Start of Block

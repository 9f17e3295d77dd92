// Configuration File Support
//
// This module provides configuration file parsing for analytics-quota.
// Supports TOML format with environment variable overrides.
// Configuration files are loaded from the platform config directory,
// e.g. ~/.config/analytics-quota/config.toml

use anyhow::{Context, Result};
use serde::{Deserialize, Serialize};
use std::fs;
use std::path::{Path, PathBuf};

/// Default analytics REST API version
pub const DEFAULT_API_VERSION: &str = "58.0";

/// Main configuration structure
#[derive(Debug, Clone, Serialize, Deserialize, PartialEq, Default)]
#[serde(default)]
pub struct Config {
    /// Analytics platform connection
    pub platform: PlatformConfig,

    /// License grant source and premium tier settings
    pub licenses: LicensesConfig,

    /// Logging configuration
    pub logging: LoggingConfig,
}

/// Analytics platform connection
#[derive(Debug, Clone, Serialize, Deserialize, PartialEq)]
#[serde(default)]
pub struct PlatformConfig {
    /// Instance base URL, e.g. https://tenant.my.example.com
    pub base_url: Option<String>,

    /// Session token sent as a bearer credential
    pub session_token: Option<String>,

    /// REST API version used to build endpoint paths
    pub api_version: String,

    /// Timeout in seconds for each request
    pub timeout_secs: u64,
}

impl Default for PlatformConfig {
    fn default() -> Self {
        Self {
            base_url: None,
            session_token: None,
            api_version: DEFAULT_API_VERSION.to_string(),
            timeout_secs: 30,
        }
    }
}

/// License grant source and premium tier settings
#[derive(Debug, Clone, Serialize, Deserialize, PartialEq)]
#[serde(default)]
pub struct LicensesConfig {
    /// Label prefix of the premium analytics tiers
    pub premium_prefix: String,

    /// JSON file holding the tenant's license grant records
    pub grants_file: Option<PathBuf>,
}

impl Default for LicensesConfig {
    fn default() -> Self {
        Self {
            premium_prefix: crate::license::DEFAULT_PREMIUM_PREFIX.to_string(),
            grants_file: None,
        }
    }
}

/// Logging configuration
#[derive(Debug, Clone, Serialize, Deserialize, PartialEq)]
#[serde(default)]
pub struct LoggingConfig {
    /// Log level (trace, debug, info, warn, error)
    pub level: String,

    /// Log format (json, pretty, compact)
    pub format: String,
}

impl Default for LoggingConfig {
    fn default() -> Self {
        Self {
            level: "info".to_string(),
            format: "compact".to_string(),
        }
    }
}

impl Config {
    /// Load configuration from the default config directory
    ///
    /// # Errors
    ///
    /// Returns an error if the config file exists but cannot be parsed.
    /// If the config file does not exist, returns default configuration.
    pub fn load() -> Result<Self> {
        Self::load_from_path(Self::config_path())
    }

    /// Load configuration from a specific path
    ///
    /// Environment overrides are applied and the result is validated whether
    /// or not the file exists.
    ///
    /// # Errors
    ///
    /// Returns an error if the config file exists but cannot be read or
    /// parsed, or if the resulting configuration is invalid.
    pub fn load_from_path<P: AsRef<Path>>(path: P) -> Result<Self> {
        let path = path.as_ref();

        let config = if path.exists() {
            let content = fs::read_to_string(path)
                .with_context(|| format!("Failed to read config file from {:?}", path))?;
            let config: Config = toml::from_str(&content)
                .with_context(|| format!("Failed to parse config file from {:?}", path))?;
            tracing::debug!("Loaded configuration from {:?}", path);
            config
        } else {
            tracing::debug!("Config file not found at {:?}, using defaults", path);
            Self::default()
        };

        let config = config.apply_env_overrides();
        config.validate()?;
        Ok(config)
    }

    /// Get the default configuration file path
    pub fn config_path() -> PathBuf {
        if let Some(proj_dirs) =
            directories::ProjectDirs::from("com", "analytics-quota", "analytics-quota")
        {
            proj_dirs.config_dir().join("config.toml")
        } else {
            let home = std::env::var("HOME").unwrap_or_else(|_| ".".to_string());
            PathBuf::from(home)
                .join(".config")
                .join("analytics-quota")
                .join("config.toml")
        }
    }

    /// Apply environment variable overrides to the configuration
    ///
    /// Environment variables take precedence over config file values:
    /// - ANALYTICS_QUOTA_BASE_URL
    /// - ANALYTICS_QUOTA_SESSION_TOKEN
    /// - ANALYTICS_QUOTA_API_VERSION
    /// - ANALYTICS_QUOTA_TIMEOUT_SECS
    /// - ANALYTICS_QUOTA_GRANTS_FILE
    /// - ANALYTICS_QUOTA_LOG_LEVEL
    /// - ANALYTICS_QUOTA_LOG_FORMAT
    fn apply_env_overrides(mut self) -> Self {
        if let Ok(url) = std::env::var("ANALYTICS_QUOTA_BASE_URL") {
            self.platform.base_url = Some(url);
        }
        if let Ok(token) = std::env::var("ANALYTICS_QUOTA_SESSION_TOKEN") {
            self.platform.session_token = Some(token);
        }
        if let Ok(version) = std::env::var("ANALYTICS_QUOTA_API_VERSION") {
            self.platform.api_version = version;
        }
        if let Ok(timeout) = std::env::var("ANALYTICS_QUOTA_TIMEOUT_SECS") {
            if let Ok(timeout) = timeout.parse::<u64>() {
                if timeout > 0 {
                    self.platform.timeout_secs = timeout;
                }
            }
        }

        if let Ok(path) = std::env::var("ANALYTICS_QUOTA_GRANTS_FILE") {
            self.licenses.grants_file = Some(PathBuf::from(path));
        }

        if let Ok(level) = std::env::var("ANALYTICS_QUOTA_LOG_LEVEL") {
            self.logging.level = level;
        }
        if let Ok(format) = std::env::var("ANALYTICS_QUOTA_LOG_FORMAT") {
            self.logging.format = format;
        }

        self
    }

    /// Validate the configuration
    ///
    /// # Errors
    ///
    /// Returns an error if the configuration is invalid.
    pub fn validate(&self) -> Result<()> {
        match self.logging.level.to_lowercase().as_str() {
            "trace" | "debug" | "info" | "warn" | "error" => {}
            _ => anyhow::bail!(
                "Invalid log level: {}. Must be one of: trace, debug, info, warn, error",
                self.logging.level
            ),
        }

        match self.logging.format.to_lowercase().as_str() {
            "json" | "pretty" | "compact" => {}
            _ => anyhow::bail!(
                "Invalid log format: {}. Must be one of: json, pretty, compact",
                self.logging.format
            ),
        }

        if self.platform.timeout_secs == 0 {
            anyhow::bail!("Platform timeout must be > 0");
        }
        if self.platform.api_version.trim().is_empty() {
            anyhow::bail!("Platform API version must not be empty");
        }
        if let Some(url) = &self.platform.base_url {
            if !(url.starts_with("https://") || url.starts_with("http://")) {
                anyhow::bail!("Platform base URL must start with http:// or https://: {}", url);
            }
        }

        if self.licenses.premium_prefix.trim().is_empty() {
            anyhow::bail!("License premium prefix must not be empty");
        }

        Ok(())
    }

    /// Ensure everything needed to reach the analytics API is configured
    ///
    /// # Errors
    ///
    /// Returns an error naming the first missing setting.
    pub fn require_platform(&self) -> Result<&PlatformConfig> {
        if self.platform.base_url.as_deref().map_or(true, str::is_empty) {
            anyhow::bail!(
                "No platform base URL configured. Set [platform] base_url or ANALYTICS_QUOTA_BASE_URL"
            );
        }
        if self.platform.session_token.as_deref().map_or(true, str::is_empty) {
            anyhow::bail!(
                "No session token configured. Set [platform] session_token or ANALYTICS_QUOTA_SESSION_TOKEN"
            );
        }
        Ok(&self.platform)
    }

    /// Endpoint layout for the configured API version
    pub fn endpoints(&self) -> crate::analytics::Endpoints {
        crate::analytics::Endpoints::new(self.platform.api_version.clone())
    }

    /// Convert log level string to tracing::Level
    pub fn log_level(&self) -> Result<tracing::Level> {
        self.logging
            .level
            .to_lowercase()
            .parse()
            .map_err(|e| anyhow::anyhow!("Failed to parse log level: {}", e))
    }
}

End of Block

▶ _Brief_: Please give again only the lines from the start of the material through the line holding "analytics REST API version", exactly as they are written.

▶ _Result for this task_:
repository 9f17e3295d77dd92
// Configuration File Support
//
// This module provides configuration file parsing for analytics-quota.
// Supports TOML format with environment variable overrides.
// Configuration files are loaded from the platform config directory,
// e.g. ~/.config/analytics-quota/config.toml

use anyhow::{Context, Result};
use serde::{Deserialize, Serialize};
use std::fs;
use std::path::{Path, PathBuf};

/// Default analytics REST API version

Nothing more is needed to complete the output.